Here’s the function:

def extract_information() -> dict:
    try:
        # Wait for "Show More" button and click it
        element = WebDriverWait(driver, 15).until(
            EC.presence_of_element_located((By.XPATH, '//[@id="expand"]'))
        )
        element.click()

        time.sleep(10)  # Give it time to load
        actions = ActionChains(driver)

        # Scroll to load more comments
        actions.send_keys(Keys.END).perform()
        time.sleep(10)
        actions.send_keys(Keys.END).perform()
        time.sleep(10)

        # Now, gather the data
        video_title = driver.find_elements(By.XPATH, '//[@id="title"]/h1')[0].text
        owner = driver.find_elements(By.XPATH, '//[@id="text"]/a')[0].text
        total_number_of_subscribers = driver.find_elements(By.XPATH, "//div[@id='upload-info']//yt-formatted-string[@id='owner-sub-count']")[0].text
        video_description = ''.join([i.text for i in driver.find_elements(By.XPATH, '//[@id="description-inline-expander"]/yt-attributed-string/span/span')])
        publish_date = driver.find_elements(By.XPATH, '//[@id="info"]/span')[2].text
        total_views = driver.find_elements(By.XPATH, '//[@id="info"]/span')[0].text
        number_of_likes = driver.find_elements(By.XPATH, '//[@id="top-level-buttons-computed"]/segmented-like-dislike-button-view-model/yt-smartination/div/div/like-button-view-model/toggle-button-view-model/button-view-model/button/div')[1].text

        # Scrape comments
        comment_names = driver.find_elements(By.XPATH, '//[@id="author-text"]/span')
        comment_content = driver.find_elements(By.XPATH, '//[@id="content-text"]/span')
        comment_library = []

        for each in range(len(comment_names)):
            name = comment_names[each].text
            content = comment_content[each].text
            comment_library.append({'name': name, 'comment': content})
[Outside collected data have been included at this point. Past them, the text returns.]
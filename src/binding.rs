//! Purpose: Declare the `insign_ffi` C ABI and bind it from a dynamic library.
//! Exports: entry-point type aliases, `EntryPoints`, `BoundLibrary`, `bind`, `check_abi_version`.
//! Role: ABI Binding Layer; the only place that names native symbols or signatures.
//! Invariants: These aliases must match the exported contract exactly; a mismatch is UB, not an error.
//! Invariants: Entry points are only reachable through a live `BoundLibrary` borrow.
//! Invariants: A missing library path is reported before the native loader is invoked.
//! Notes: Per-platform loading (dlopen/LoadLibraryW) is delegated to `libloading`.

use std::path::{Path, PathBuf};

use libc::{c_void, size_t};
use libloading::{Library, Symbol};
use tracing::debug;

use crate::error::{Error, ErrorKind};

pub const EXPECTED_ABI_VERSION: u32 = 1;

pub const ABI_VERSION_SYMBOL: &str = "insign_abi_version";
pub const COMPILE_SYMBOL: &str = "insign_compile_json";
pub const FREE_SYMBOL: &str = "insign_free";

pub const BUILD_HINT: &str = "Run 'cargo build -p insign-ffi --release' first.";

/// `uint32_t insign_abi_version(void)`
pub type AbiVersionFn = unsafe extern "C" fn() -> u32;

/// `int32_t insign_compile_json(const uint8_t *in, size_t in_len, uint8_t **out, size_t *out_len)`
pub type CompileFn = unsafe extern "C" fn(
    input_ptr: *const u8,
    input_len: size_t,
    output_ptr: *mut *mut u8,
    output_len: *mut size_t,
) -> i32;

/// `void insign_free(void *ptr, size_t len)`
pub type FreeFn = unsafe extern "C" fn(ptr: *mut c_void, len: size_t);

#[derive(Debug)]
pub struct EntryPoints {
    pub abi_version: AbiVersionFn,
    pub compile: CompileFn,
    pub free: FreeFn,
}

/// A loaded library plus its resolved entry points.
///
/// The handle is released when this value drops; there is no explicit unload.
#[derive(Debug)]
pub struct BoundLibrary {
    entry: EntryPoints,
    path: PathBuf,
    _library: Library,
}

impl BoundLibrary {
    pub fn entry_points(&self) -> &EntryPoints {
        &self.entry
    }

    pub fn path(&self) -> &Path {
        &self.path
    }
}

pub fn bind(path: &Path) -> Result<BoundLibrary, Error> {
    if !path.exists() {
        return Err(Error::new(ErrorKind::LibraryNotFound)
            .with_message("library not found")
            .with_path(path)
            .with_hint(BUILD_HINT));
    }

    debug!(path = %path.display(), "loading library");
    let library = unsafe { Library::new(path) }.map_err(|err| {
        Error::new(ErrorKind::Load)
            .with_message("failed to load library")
            .with_path(path)
            .with_source(err)
    })?;

    let entry = unsafe {
        EntryPoints {
            abi_version: resolve::<AbiVersionFn>(&library, ABI_VERSION_SYMBOL, path)?,
            compile: resolve::<CompileFn>(&library, COMPILE_SYMBOL, path)?,
            free: resolve::<FreeFn>(&library, FREE_SYMBOL, path)?,
        }
    };
    debug!(path = %path.display(), "resolved entry points");

    Ok(BoundLibrary {
        entry,
        path: path.to_path_buf(),
        _library: library,
    })
}

/// Copies a function pointer out of the library.
///
/// Safety: `T` must be the symbol's true signature, and the returned pointer
/// must not be called after `library` is dropped.
unsafe fn resolve<T: Copy>(library: &Library, symbol: &str, path: &Path) -> Result<T, Error> {
    let found: Symbol<'_, T> = unsafe { library.get(symbol.as_bytes()) }.map_err(|err| {
        Error::new(ErrorKind::Load)
            .with_message(format!("missing symbol {symbol}"))
            .with_path(path)
            .with_source(err)
    })?;
    Ok(*found)
}

#[derive(Clone, Copy, Debug, Eq, PartialEq)]
pub struct AbiMismatch {
    pub expected: u32,
    pub actual: u32,
}

/// Returns the skew, if any; callers warn and continue.
pub fn check_abi_version(entry: &EntryPoints) -> Option<AbiMismatch> {
    let actual = unsafe { (entry.abi_version)() };
    debug!(actual, expected = EXPECTED_ABI_VERSION, "abi version");
    (actual != EXPECTED_ABI_VERSION).then_some(AbiMismatch {
        expected: EXPECTED_ABI_VERSION,
        actual,
    })
}

#[cfg(test)]
mod tests {
    use super::{AbiMismatch, EXPECTED_ABI_VERSION, bind, check_abi_version};
    use crate::error::ErrorKind;
    use crate::stub::{self, StubConfig};
    use std::fs;
    #[cfg(unix)]
    use std::path::PathBuf;

    #[cfg(unix)]
    fn fixture(path: Option<&'static str>) -> PathBuf {
        PathBuf::from(path.expect("insign stub library is built by build.rs"))
    }

    #[test]
    fn missing_library_is_not_found_with_build_hint() {
        let temp = tempfile::tempdir().expect("tempdir");
        let path = temp.path().join("libinsign_ffi.so");

        let err = bind(&path).unwrap_err();
        assert_eq!(err.kind(), ErrorKind::LibraryNotFound);
        assert_eq!(err.path(), Some(path.as_path()));
        assert!(err.hint().unwrap().contains("cargo build -p insign-ffi --release"));
    }

    #[test]
    fn malformed_library_is_load_error() {
        let temp = tempfile::tempdir().expect("tempdir");
        let path = temp.path().join("libinsign_ffi.so");
        fs::write(&path, b"definitely not an object file").expect("write");

        let err = bind(&path).unwrap_err();
        assert_eq!(err.kind(), ErrorKind::Load);
        assert_eq!(err.message(), Some("failed to load library"));
        assert!(std::error::Error::source(&err).is_some());
    }

    #[cfg(unix)]
    #[test]
    fn stub_library_binds_all_entry_points() {
        let path = fixture(option_env!("INSIGN_STUB_LIB"));

        let library = bind(&path).expect("bind");
        assert_eq!(library.path(), path.as_path());
        assert_eq!(check_abi_version(library.entry_points()), None);
    }

    #[cfg(unix)]
    #[test]
    fn missing_symbol_is_load_error_naming_it() {
        let path = fixture(option_env!("INSIGN_STUB_NO_VERSION_LIB"));

        let err = bind(&path).unwrap_err();
        assert_eq!(err.kind(), ErrorKind::Load);
        assert_eq!(err.message(), Some("missing symbol insign_abi_version"));
        assert_eq!(err.path(), Some(path.as_path()));
        assert!(std::error::Error::source(&err).is_some());
    }

    #[test]
    fn matching_version_reports_nothing() {
        stub::install(StubConfig::default());
        assert_eq!(check_abi_version(&stub::entry_points()), None);
    }

    #[test]
    fn skewed_version_is_reported() {
        stub::install(StubConfig {
            abi_version: 99,
            ..StubConfig::default()
        });
        assert_eq!(
            check_abi_version(&stub::entry_points()),
            Some(AbiMismatch {
                expected: EXPECTED_ABI_VERSION,
                actual: 99,
            })
        );
    }
}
        # Bundle up the data
        data = {
            'owner': owner,
            'subscribers': total_number_of_subscribers,
            'video_title': video_title,
            'description': video_description,
            'date': publish_date,
            'views': total_views,
            'likes': number_of_likes,
            'comments': comment_library
        }
        return data
    except Exception as err:
        print(f"Error: {err}")

Step 5: Output Data to a JSON File

Now that we have the data, let's save it into a file. Here's how you can do that:

def organize_write_data(data: dict):
    output = json.dumps(data, indent=2, ensure_ascii=False).encode("ascii", "ignore").decode("utf-8")
    try:
        with open("output.json", 'w', encoding='utf-8') as file:
            file.write(output)
    except Exception as err:
        print(f"Error encountered: {err}")

Final Thoughts

By using this Python script, you’re now able to scrape detailed insights from YouTube videos at scale. Whether you’re gathering data for analysis or comparing video performance, this process automates it all, saving you time and effort. Plus, by using proxies, you can scrape responsibly, minimizing your chances of being blocked.